▸ To do:
All records are to be retyped faithfully and completely.

[Extracted records Boundary: Start]

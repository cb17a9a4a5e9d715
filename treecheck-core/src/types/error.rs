//! treecheck error types.
//!
//! Tree-authoring errors carry a stable `error_type()` string so that
//! callers (and the CLI's JSON output) can match on them without parsing
//! messages.

use std::path::PathBuf;
use thiserror::Error;

/// Errors from building or mutating a [`TreeState`](crate::TreeState).
///
/// These are always test-authoring defects and are never recovered from.
#[derive(Debug, Clone, PartialEq, Eq, Error)]
pub enum TreeError {
    /// A tweak or remove named a path that is not in the state.
    #[error("unknown path in tree state: '{path}'")]
    UnknownPath { path: String },

    /// An add named a path that is already in the state.
    #[error("path already in tree state: '{path}' (use tweak to modify it)")]
    DuplicatePath { path: String },

    /// A status code was not two characters from the status alphabet.
    #[error("invalid status code {code:?}")]
    InvalidStatus { code: String },
}

impl TreeError {
    /// Get the error type as a stable string.
    pub fn error_type(&self) -> &'static str {
        match self {
            TreeError::UnknownPath { .. } => "unknown_path",
            TreeError::DuplicatePath { .. } => "duplicate_path",
            TreeError::InvalidStatus { .. } => "invalid_status",
        }
    }
}

/// Errors while building an actual tree state.
#[derive(Debug, Error)]
pub enum CollectError {
    /// Directory traversal failed.
    #[error("failed to walk {}: {source}", root.display())]
    Walk {
        root: PathBuf,
        #[source]
        source: walkdir::Error,
    },

    /// Reading a file (or a link target) failed.
    #[error("failed to read {}: {source}", path.display())]
    Read {
        path: PathBuf,
        #[source]
        source: std::io::Error,
    },
}

impl CollectError {
    pub fn error_type(&self) -> &'static str {
        match self {
            CollectError::Walk { .. } => "walk_error",
            CollectError::Read { .. } => "read_error",
        }
    }
}

/// The operation under test reported abnormal completion.
#[derive(Debug, Clone, PartialEq, Eq, Error)]
#[error("{trigger} failed{}{}", exit_suffix(.exit_code), stderr_suffix(.stderr))]
pub struct TriggerFailure {
    /// Name of the trigger that failed.
    pub trigger: String,

    /// Exit code, when the trigger was a process that exited normally.
    pub exit_code: Option<i32>,

    /// Captured standard output lines.
    pub stdout: Vec<String>,

    /// Captured standard error.
    pub stderr: String,
}

fn exit_suffix(code: &Option<i32>) -> String {
    code.map(|c| format!(" with exit code {c}")).unwrap_or_default()
}

fn stderr_suffix(stderr: &str) -> String {
    let trimmed = stderr.trim();
    if trimmed.is_empty() {
        String::new()
    } else {
        format!(": {trimmed}")
    }
}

[Extracted records Boundary: End]

▸ Output for this task:
repository cb17a9a4a5e9d715
filename treecheck-core/src/types/error.rs
//! treecheck error types.
//!
//! Tree-authoring errors carry a stable `error_type()` string so that
//! callers (and the CLI's JSON output) can match on them without parsing
//! messages.

use std::path::PathBuf;
use thiserror::Error;

/// Errors from building or mutating a [`TreeState`](crate::TreeState).
///
/// These are always test-authoring defects and are never recovered from.
#[derive(Debug, Clone, PartialEq, Eq, Error)]
pub enum TreeError {
    /// A tweak or remove named a path that is not in the state.
    #[error("unknown path in tree state: '{path}'")]
    UnknownPath { path: String },

    /// An add named a path that is already in the state.
    #[error("path already in tree state: '{path}' (use tweak to modify it)")]
    DuplicatePath { path: String },

    /// A status code was not two characters from the status alphabet.
    #[error("invalid status code {code:?}")]
    InvalidStatus { code: String },
}

impl TreeError {
    /// Get the error type as a stable string.
    pub fn error_type(&self) -> &'static str {
        match self {
            TreeError::UnknownPath { .. } => "unknown_path",
            TreeError::DuplicatePath { .. } => "duplicate_path",
            TreeError::InvalidStatus { .. } => "invalid_status",
        }
    }
}

/// Errors while building an actual tree state.
#[derive(Debug, Error)]
pub enum CollectError {
    /// Directory traversal failed.
    #[error("failed to walk {}: {source}", root.display())]
    Walk {
        root: PathBuf,
        #[source]
        source: walkdir::Error,
    },

    /// Reading a file (or a link target) failed.
    #[error("failed to read {}: {source}", path.display())]
    Read {
        path: PathBuf,
        #[source]
        source: std::io::Error,
    },
}

impl CollectError {
    pub fn error_type(&self) -> &'static str {
        match self {
            CollectError::Walk { .. } => "walk_error",
            CollectError::Read { .. } => "read_error",
        }
    }
}

/// The operation under test reported abnormal completion.
#[derive(Debug, Clone, PartialEq, Eq, Error)]
#[error("{trigger} failed{}{}", exit_suffix(.exit_code), stderr_suffix(.stderr))]
pub struct TriggerFailure {
    /// Name of the trigger that failed.
    pub trigger: String,

    /// Exit code, when the trigger was a process that exited normally.
    pub exit_code: Option<i32>,

    /// Captured standard output lines.
    pub stdout: Vec<String>,

    /// Captured standard error.
    pub stderr: String,
}

fn exit_suffix(code: &Option<i32>) -> String {
    code.map(|c| format!(" with exit code {c}")).unwrap_or_default()
}

fn stderr_suffix(stderr: &str) -> String {
    let trimmed = stderr.trim();
    if trimmed.is_empty() {
        String::new()
    } else {
        format!(": {trimmed}")
    }
}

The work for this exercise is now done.